TRY IT —
Wherever a line holds the word "codec", copy that line from the data.

RECORDS FOR THIS TASK —
————————

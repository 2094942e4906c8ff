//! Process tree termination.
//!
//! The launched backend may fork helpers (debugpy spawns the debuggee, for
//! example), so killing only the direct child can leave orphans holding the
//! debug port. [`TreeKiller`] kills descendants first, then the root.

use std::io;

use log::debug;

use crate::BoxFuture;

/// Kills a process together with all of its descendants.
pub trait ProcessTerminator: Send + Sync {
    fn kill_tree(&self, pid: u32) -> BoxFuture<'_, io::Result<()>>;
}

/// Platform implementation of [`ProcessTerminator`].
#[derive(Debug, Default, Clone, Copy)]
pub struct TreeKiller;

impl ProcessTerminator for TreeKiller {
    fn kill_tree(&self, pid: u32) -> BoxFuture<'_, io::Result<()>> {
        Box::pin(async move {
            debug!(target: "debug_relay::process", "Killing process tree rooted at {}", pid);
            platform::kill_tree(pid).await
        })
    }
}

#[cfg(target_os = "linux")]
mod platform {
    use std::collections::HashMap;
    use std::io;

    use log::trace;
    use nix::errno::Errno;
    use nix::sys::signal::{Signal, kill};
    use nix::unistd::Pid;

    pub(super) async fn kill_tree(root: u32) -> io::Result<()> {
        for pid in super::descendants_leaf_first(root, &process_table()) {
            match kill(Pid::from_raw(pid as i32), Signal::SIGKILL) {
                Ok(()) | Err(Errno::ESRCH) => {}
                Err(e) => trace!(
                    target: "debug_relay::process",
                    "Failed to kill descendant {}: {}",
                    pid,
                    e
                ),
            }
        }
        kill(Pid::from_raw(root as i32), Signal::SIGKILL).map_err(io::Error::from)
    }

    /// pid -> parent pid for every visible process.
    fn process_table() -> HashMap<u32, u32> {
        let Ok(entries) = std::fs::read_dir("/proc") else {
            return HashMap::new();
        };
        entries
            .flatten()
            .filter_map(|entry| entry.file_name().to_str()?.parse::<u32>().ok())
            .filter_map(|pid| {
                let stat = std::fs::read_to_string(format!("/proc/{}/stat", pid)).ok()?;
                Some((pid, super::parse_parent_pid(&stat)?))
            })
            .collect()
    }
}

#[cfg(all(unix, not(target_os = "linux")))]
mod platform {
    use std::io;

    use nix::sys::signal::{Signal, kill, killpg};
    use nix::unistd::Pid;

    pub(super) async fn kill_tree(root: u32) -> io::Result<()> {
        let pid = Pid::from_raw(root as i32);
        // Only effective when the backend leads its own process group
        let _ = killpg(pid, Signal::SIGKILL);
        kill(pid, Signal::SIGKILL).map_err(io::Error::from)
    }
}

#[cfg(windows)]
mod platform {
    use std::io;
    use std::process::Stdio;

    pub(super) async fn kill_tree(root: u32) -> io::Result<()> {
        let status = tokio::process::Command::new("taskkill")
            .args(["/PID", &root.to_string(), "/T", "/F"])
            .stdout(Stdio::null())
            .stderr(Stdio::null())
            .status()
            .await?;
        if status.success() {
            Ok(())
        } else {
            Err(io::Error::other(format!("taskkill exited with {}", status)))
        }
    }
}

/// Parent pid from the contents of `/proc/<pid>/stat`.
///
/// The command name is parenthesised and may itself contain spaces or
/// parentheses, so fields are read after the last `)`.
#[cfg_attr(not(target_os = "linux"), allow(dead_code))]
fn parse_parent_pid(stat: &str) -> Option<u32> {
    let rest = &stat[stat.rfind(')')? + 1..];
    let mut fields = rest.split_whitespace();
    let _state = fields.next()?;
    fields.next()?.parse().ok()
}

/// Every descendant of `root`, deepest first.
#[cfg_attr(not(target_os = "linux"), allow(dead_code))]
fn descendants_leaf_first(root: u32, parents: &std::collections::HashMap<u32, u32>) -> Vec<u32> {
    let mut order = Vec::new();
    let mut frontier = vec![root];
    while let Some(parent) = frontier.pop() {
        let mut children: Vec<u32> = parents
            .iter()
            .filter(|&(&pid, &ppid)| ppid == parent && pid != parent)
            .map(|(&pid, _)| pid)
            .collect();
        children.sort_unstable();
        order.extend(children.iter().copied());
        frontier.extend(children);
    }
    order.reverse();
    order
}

————————

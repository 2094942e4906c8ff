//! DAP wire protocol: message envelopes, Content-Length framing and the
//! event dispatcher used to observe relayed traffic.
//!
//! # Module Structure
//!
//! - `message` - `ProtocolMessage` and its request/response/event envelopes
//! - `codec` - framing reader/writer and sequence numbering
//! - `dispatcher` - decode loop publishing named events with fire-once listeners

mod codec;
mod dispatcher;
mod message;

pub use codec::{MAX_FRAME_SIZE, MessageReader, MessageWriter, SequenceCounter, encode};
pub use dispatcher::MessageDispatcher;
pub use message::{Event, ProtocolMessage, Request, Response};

————————

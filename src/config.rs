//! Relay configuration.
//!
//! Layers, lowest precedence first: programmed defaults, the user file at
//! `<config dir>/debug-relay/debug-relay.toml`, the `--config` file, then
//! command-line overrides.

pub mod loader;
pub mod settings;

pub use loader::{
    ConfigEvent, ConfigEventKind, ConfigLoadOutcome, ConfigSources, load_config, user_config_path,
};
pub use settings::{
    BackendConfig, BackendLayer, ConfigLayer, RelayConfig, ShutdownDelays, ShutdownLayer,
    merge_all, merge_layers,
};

————————

ANSWER TO THE EXERCISE —
//! - `codec` - framing reader/writer and sequence numbering
mod codec;
pub use codec::{MAX_FRAME_SIZE, MessageReader, MessageWriter, SequenceCounter, encode};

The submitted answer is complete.